Southeast Asia: Refugee crisis and freedom of expression must be tackled at ASEAN Summit
Southeast Asian leaders meeting this week in Malaysia must urgently prioritize a coordinated plan to help the thousands of asylum seekers and migrants from Myanmar and Bangladesh who are forced to risk abuse and death at sea, said Amnesty International.
Governments meeting at the Association of Southeast Asian Nations (ASEAN) Summit in Kuala Lumpur from 18-22 November cannot solely focus on economic development while there is a looming refugee crisis and an ongoing clampdown on freedom of expression in the region.
“The global refugee crisis erupted in Southeast Asia in May this year, when thousands of people from Myanmar and Bangladesh were stranded in rickety boats, pushed back from safety on shore, trafficked into forced labour, or killed at sea. ASEAN nations have an important chance at this week’s Summit to agree on urgent action to prevent this tragedy from happening again,” said Champa Patel, Amnesty International’s Interim Director for South East Asia and Pacific regional office.
The global refugee crisis erupted in Southeast Asia in May this year, when thousands of people from Myanmar and Bangladesh were stranded in rickety boats, pushed back from safety on shore, trafficked into forced labour, or killed at sea. ASEAN nations have an important chance at this week’s Summit to agree on urgent action to prevent this tragedy from happening again.
“Governments in the region – in particular Indonesia, Malaysia and Thailand – must put in place strong domestic asylum systems, in line with their obligations. Customary international law is clear – people have the right to seek asylum, to have their requests fairly considered and not to be returned to a risk of torture or persecution.
“Those ASEAN member states who have yet not done so should also begin the process of ratifying the 1951 Refugee Convention.”
Freedom of expression
All governments in the region, but especially Malaysia, Thailand, Myanmar, Viet Nam and Indonesia, must respect and protect the right to freedom of expression and repeal or amend laws that violate this right.
In Malaysia, the colonial-era Sedition Act has been used to investigate, charge or imprison hundreds of individuals who have criticized the government or the monarchy. They include opposition politicians, political activists, human rights defenders, academics, journalists, lawyers and others. Political cartoonist Zulkiflee Anwar Ulhaque, also known as “Zunar,” is facing nine charges under the Sedition Act for tweets criticizing the judiciary.
In Thailand, official repression of free speech has dramatically intensified. Prisoners of conscience have been arbitrarily imprisoned, routinely denied bail and tried in often unfair trials in military courts, some without the right to appeal. Authorities are using laws on lèse-majesté (insulting the monarchy) and treason to imprison scores of people for peaceful acts of self-expression. Human rights defenders continue to face censorship, enforced disappearances and violent attacks. For example, activist Sombath Boongamanong is among those facing military trial, for his criticism of the May 2014 coup.
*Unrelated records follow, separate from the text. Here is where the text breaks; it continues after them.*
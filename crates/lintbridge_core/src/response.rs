//! Wire results for plugin loading and file linting.
//!
//! Control flow inside the bridge uses these enums; JSON only appears in
//! `to_json`/`to_wire` and their decoding counterparts.

use lintbridge_plugin::{Diagnostic, PluginHandle, RuleDescriptor};
use serde::{Deserialize, Serialize};

use crate::BridgeError;

/// A plugin as reported back to the native side.
#[derive(Debug, Clone, PartialEq, Eq, Serialize, Deserialize)]
pub struct LoadedPlugin {
    /// Plugin name in effect.
    pub name: String,
    /// Rules in declaration order, with their assigned IDs.
    pub rules: Vec<RuleDescriptor>,
}

impl From<&PluginHandle> for LoadedPlugin {
    fn from(handle: &PluginHandle) -> Self {
        Self {
            name: handle.name.clone(),
            rules: handle.rules.clone(),
        }
    }
}

/// Result of `load_plugin`.
///
/// Serialized as `{"Success": {"name": ..., "rules": [...]}}` or
/// `{"Failure": "..."}`.
#[derive(Debug, Clone, PartialEq, Eq, Serialize, Deserialize)]
pub enum LoadPluginResponse {
    Success(LoadedPlugin),
    Failure(String),
}

impl LoadPluginResponse {
    pub fn from_result(result: Result<LoadedPlugin, BridgeError>) -> Self {
        match result {
            Ok(plugin) => Self::Success(plugin),
            Err(e) => Self::Failure(e.to_string()),
        }
    }

    /// Encodes the response as wire JSON.
    pub fn to_json(&self) -> String {
        serde_json::to_string(self).unwrap_or_else(|e| {
            serde_json::json!({ "Failure": format!("Failed to serialize plugin: {}", e) })
                .to_string()
        })
    }

    /// Decodes wire JSON.
    pub fn from_json(json: &str) -> Result<Self, serde_json::Error> {
        serde_json::from_str(json)
    }
}

/// Result of linting one file.
#[derive(Debug, Clone, PartialEq, Eq)]
pub enum LintFileOutcome {
    /// No diagnostics and no error.
    Clean,
    /// At least one diagnostic.
    Diagnostics(Vec<Diagnostic>),
    /// The file could not be linted.
    Error(String),
}

/// Non-null wire shapes.
#[derive(Serialize, Deserialize)]
#[serde(untagged)]
enum LintFileWire {
    Diagnostics(Vec<Diagnostic>),
    Error { error: String },
}

impl LintFileOutcome {
    /// Builds the outcome for a finished lint.
    pub fn from_result(result: Result<Vec<Diagnostic>, BridgeError>) -> Self {
        match result {
            Ok(diagnostics) if diagnostics.is_empty() => Self::Clean,
            Ok(diagnostics) => Self::Diagnostics(diagnostics),
            Err(e) => Self::Error(e.to_string()),
        }
    }

    /// Returns true for the `Error` outcome.
    pub fn is_error(&self) -> bool {
        matches!(self, Self::Error(_))
    }

    /// Encodes the outcome: `None`, a JSON array, or `{"error": "..."}`.
    pub fn to_wire(&self) -> Option<String> {
        let wire = match self {
            Self::Clean => return None,
            Self::Diagnostics(diagnostics) => LintFileWire::Diagnostics(diagnostics.clone()),
            Self::Error(error) => LintFileWire::Error {
                error: error.clone(),
            },
        };

        Some(serde_json::to_string(&wire).unwrap_or_else(|e| {
            serde_json::json!({ "error": format!("Failed to serialize diagnostics: {}", e) })
                .to_string()
        }))
    }

    /// Decodes the wire form. An empty array decodes as `Clean`.
    pub fn from_wire(wire: Option<&str>) -> Result<Self, serde_json::Error> {
        let Some(json) = wire else {
            return Ok(Self::Clean);
        };

        Ok(match serde_json::from_str(json)? {
            LintFileWire::Diagnostics(diagnostics) if diagnostics.is_empty() => Self::Clean,
            LintFileWire::Diagnostics(diagnostics) => Self::Diagnostics(diagnostics),
            LintFileWire::Error { error } => Self::Error(error),
        })
    }
}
While historic elections recently took place in Myanmar, there has been an increase in the numbers arrested and imprisoned solely for peaceful dissent during the past year. Weeks before the elections, at least 19 new prisoners of conscience were locked up adding to the scores of people already detained solely for peacefully exercise their rights. One of them is Phyoe Phyoe Aung, Secretary General of the All Burma Federation of Student Unions (ABFSU) who has been in prison along with scores of other students and protesters since 10 March 2015 after being violently arrested during a student protest against the newly adopted National Education Law.
The suppression of peaceful, social and religious activism continues in Viet Nam. Members of activist groups face regular harassment, including surveillance, restrictions on their movement, arbitrary detention, prosecution and imprisonment and physical attacks. Blogger Nguyen Huu Vinh and his colleague Nguyen Thi Minh Thuy remain in pre-trial detention since their arrest in May 2014, in connection with their blogs critical of government policies and officials.
In Indonesia, security forces arbitrarily arrested at least 264 Papuan political activists in May for peaceful protests during President Joko Widodo’s visit to the province. Scores of peaceful pro-independence activists from the Papua and Maluku regions remain imprisoned, some simply for waving a pro-independence flag. Blasphemy laws also continue to be used to repress minority beliefs.
ASEAN leaders must not leave the Kuala Lumpur Summit before there is a commitment to end the ongoing assault on human rights defenders in their countries. These defenders must be allowed to carry out their work without fear of persecution.
“We continue to call for the immediate and unconditional release of all prisoners of conscience across the region,” said Champa Patel.
“ASEAN leaders must not leave the Kuala Lumpur Summit before there is a commitment to end the ongoing assault on human rights defenders in their countries. These defenders must be allowed to carry out their work without fear of persecution.”